ダブって見える「円錐角膜」治療 ハードコンタクトが基本 悪化すると移植必要
目の黒い部分にあたる角膜は光を眼球の内部に導くレンズの役割を担っている。この角...
目の黒い部分にあたる角膜は光を眼球の内部に導くレンズの役割を担っている。この角膜が前方に突出するのが「円錐(えんすい)角膜」。あまり聞き慣れない病気だが、次第に乱視や近視が進み、悪化すると角膜移植が必要になることもある。ここ数年は進行を遅らせたり、症状を緩和させたりする新しい治療法も広がってきている。
都内に住む中学3年のA君(15)は乱視が進み、物がダブって見えるようになった。メガネでは矯正しきれなくなって近くの眼科を受診。東京大学医学部付属病院(東京・文京)を紹介され、初期の円錐角膜と診断された。
円錐角膜になると角膜の中央部が薄くなり、内部からの圧力に押し出される格好で前方に突出して、角膜が円錐形になってしまう。変形するためにレンズの役割をきちんと果たせなくなり、乱視や近視が進み、メガネによる矯正でも十分な視力が出なくなるというわけだ。東大病院の天野史郎准教授は「A君のように10代の思春期ごろに症状が始まり、30歳ごろには進行が止まることが多い」と説明する。
アトピー性皮膚炎などアレルギー体質の人に多いために目をこするのが一因だという説もあるが、なぜ発症するのか、原因は今もよく分かっていない。患者数も不明だが日本人だと2千人に1人程度の割合で発症するという推定もあり、男性にやや多い。発症初期だと診断が難しいことがあり、「角膜形状解析装置」と呼ぶコンピューターによる角膜の形状分析によって確定診断する。
もし円錐角膜と診断されたら、どのようにして視力を回復させるのか。
A君のように症状が出始めの段階では、まずはハードコンタクトレンズで矯正するのが一般的な対処法だ。
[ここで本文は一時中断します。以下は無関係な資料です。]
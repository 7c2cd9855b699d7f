// SPDX-License-Identifier: BUSL-1.1
// Copyright (c) 2026 Alfred Jean LLC

use super::*;
use parking_lot::Mutex as SyncMutex;
use std::sync::atomic::{AtomicU64, Ordering};
use std::sync::Arc;

#[derive(Default)]
struct FakeHandle {
    pull_queue: SyncMutex<Vec<Result<PullOutcome, EngineError>>>,
    apply_calls: SyncMutex<Vec<String>>,
    reinit_calls: SyncMutex<Vec<String>>,
    active_config_id: SyncMutex<String>,
    default_config_id: SyncMutex<String>,
    in_flight: AtomicU64,
    max_in_flight: AtomicU64,
}

#[async_trait]
impl EngineHandle for FakeHandle {
    async fn pull_redo(&self) -> Result<PullOutcome, EngineError> {
        self.pull_queue.lock().pop().unwrap_or(Ok(PullOutcome::Empty))
    }

    async fn apply(&self, record: &RedoRecord) -> Result<(), EngineError> {
        let now = self.in_flight.fetch_add(1, Ordering::SeqCst) + 1;
        self.max_in_flight.fetch_max(now, Ordering::SeqCst);
        tokio::time::sleep(std::time::Duration::from_millis(5)).await;
        self.in_flight.fetch_sub(1, Ordering::SeqCst);
        self.apply_calls.lock().push(record.as_str().to_string());
        Ok(())
    }

    async fn apply_with_info(&self, record: &RedoRecord) -> Result<InfoEnvelope, EngineError> {
        self.apply(record).await?;
        Ok(InfoEnvelope::new("{}"))
    }

    async fn active_config_id(&self) -> Result<String, EngineError> {
        Ok(self.active_config_id.lock().clone())
    }

    async fn default_config_id(&self) -> Result<String, EngineError> {
        Ok(self.default_config_id.lock().clone())
    }

    async fn reinit(&self, config_id: &str) -> Result<(), EngineError> {
        self.reinit_calls.lock().push(config_id.to_string());
        *self.active_config_id.lock() = config_id.to_string();
        Ok(())
    }

    async fn stats(&self) -> Result<serde_json::Value, EngineError> {
        Ok(serde_json::json!({ "max_in_flight": self.max_in_flight.load(Ordering::SeqCst) }))
    }
}

#[tokio::test]
async fn serializes_concurrent_apply_calls() {
    let gateway = Arc::new(EngineGateway::new(Box::new(FakeHandle::default())));

    let mut handles = Vec::new();
    for i in 0..8 {
        let gateway = Arc::clone(&gateway);
        handles.push(tokio::spawn(async move {
            let rec = RedoRecord::new(format!("R{i}"));
            gateway.apply(&rec).await.unwrap();
        }));
    }
    for h in handles {
        h.await.unwrap();
    }

    // Every call went through the same mutex, so at most one was ever in
    // flight inside the engine handle at a time.
    let stats = gateway.stats().await.unwrap();
    assert_eq!(stats["max_in_flight"], 1);
}

#[tokio::test]
async fn reinit_updates_active_config_id() {
    let handle = Box::new(FakeHandle::default());
    let gateway = EngineGateway::new(handle);

    gateway.reinit("B").await.unwrap();
    assert_eq!(gateway.active_config_id().await.unwrap(), "B");
}
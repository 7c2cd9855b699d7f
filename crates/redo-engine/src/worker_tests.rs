// SPDX-License-Identifier: BUSL-1.1
// Copyright (c) 2026 Alfred Jean LLC

use std::collections::VecDeque;
use std::sync::Mutex as StdMutex;

use async_trait::async_trait;
use redo_core::{AckTag, NoopGovernor, RedoRecord};

use super::*;

struct FakeInput {
    records: StdMutex<VecDeque<(RedoRecord, AckTag)>>,
    acknowledged: StdMutex<Vec<AckTag>>,
}

impl FakeInput {
    fn new(records: Vec<(RedoRecord, AckTag)>) -> Self {
        Self {
            records: StdMutex::new(records.into()),
            acknowledged: StdMutex::new(Vec::new()),
        }
    }
}

#[async_trait]
impl Input for FakeInput {
    async fn next(&self) -> Result<Option<(RedoRecord, AckTag)>, StageError> {
        Ok(self.records.lock().unwrap().pop_front())
    }

    async fn acknowledge(&self, tag: AckTag) -> Result<(), StageError> {
        self.acknowledged.lock().unwrap().push(tag);
        Ok(())
    }
}

struct AlwaysSucceeds;

#[async_trait]
impl Execute for AlwaysSucceeds {
    async fn process(&self, _record: &RedoRecord) -> Result<crate::roles::Processed, StageError> {
        Ok(crate::roles::Processed::success())
    }
}

struct AlwaysRetries;

#[async_trait]
impl Execute for AlwaysRetries {
    async fn process(&self, _record: &RedoRecord) -> Result<crate::roles::Processed, StageError> {
        Ok(crate::roles::Processed::retry())
    }
}

#[tokio::test]
async fn acknowledges_every_successfully_processed_record() {
    let input = Arc::new(FakeInput::new(vec![
        (RedoRecord::new("R1"), AckTag::DeliveryTag(1)),
        (RedoRecord::new("R2"), AckTag::DeliveryTag(2)),
    ]));
    let worker = Worker::new("w", Arc::clone(&input), Arc::new(AlwaysSucceeds), Arc::new(NoopGovernor));
    worker.run().await.unwrap();
    assert_eq!(
        input.acknowledged.lock().unwrap().as_slice(),
        &[AckTag::DeliveryTag(1), AckTag::DeliveryTag(2)]
    );
}

#[tokio::test]
async fn leaves_unsuccessful_records_unacknowledged() {
    let input = Arc::new(FakeInput::new(vec![(RedoRecord::new("R1"), AckTag::DeliveryTag(1))]));
    let worker = Worker::new("w", Arc::clone(&input), Arc::new(AlwaysRetries), Arc::new(NoopGovernor));
    worker.run().await.unwrap();
    assert!(input.acknowledged.lock().unwrap().is_empty());
}

#[tokio::test]
async fn stops_once_the_input_is_exhausted() {
    let input = Arc::new(FakeInput::new(vec![]));
    let worker = Worker::new("w", input, Arc::new(AlwaysSucceeds), Arc::new(NoopGovernor));
    worker.run().await.unwrap();
}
ハードコンタクトレンズを装着すると、出っ張った角膜とコンタクトレンズのすき間に涙が入り込み、ゆがんでしまった角膜の形状を補う役割を果たしてくれるからだ。角膜の形状に合わせたオーダーメード型なので値段はやや高めで、1枚あたり2万~3万円が目安とされる。
症状が進行して角膜の出っ張りが激しくなると、コンタクトレンズを装着しても目の真ん中からポロポロずれてしまったり、レンズがこすれて角膜の真ん中が白く濁ってしまったりすることもある。
さらに角膜の裏側にある「デスメ膜」という膜が破裂すると角膜内に水分が入り込んで急激に白く濁り、強い視力障害を引き起こすこともある。「急性水腫」と呼ぶ症状で、数週間~数カ月程度でデスメ膜の再生とともに角膜の白濁は改善していくが、目に濁りが残ってしまうこともある。
コンタクトレンズで矯正しきれなくなった場合、最終的に角膜移植が必要になってしまう人もいる。ドナー(提供者)が現れるまでの待機期間は地域によって異なるが半年~2年程度。海外からの輸入角膜で移植を実施している医療機関もある。
以前は「全層移植」といって角膜を丸ごと取り換える手術が一般的だったが、近年は自分の角膜の内側を残し、外側だけを移植する手法も広がっている。免疫による拒絶反応が起こりにくいなどの利点があるからだ。
手術後の治療成績が良好とはいえ、角膜移植となると尻込みする人も多いだろう。
東京歯科大学市川総合病院(千葉県市川市)の島崎潤教授は「最近、ハードコンタクトレンズと角膜移植の間をつなぐ治療法も広がっている」と説明する。その一つが「角膜クロスリンキング(架橋)」。角膜にリボフラビン(ビタミンB2)という薬剤を点眼してから紫外線を照射する。薄くなった角膜が補強されて、症状の進行が抑えられる仕組みだ。10代など円錐角膜が進行中の段階で実施されることが多い。
逆に症状が進行してしまった人に適用されるのが「角膜内リング」。角膜の内部に半円状のリングを埋め込み、出っ張った角膜を平らに保つ。症状を改善できるが進行を防ぐ効果はなく、クロスリンキングと組み合わせて実施されることもある。
どちらの治療法とも、国内ではまだごく一部の医療機関でしか実施されていない。新しい治療法なので数十万円単位の費用がかかることが多く、受けるかどうかは納得できるまで医師と相談するのがよいだろう。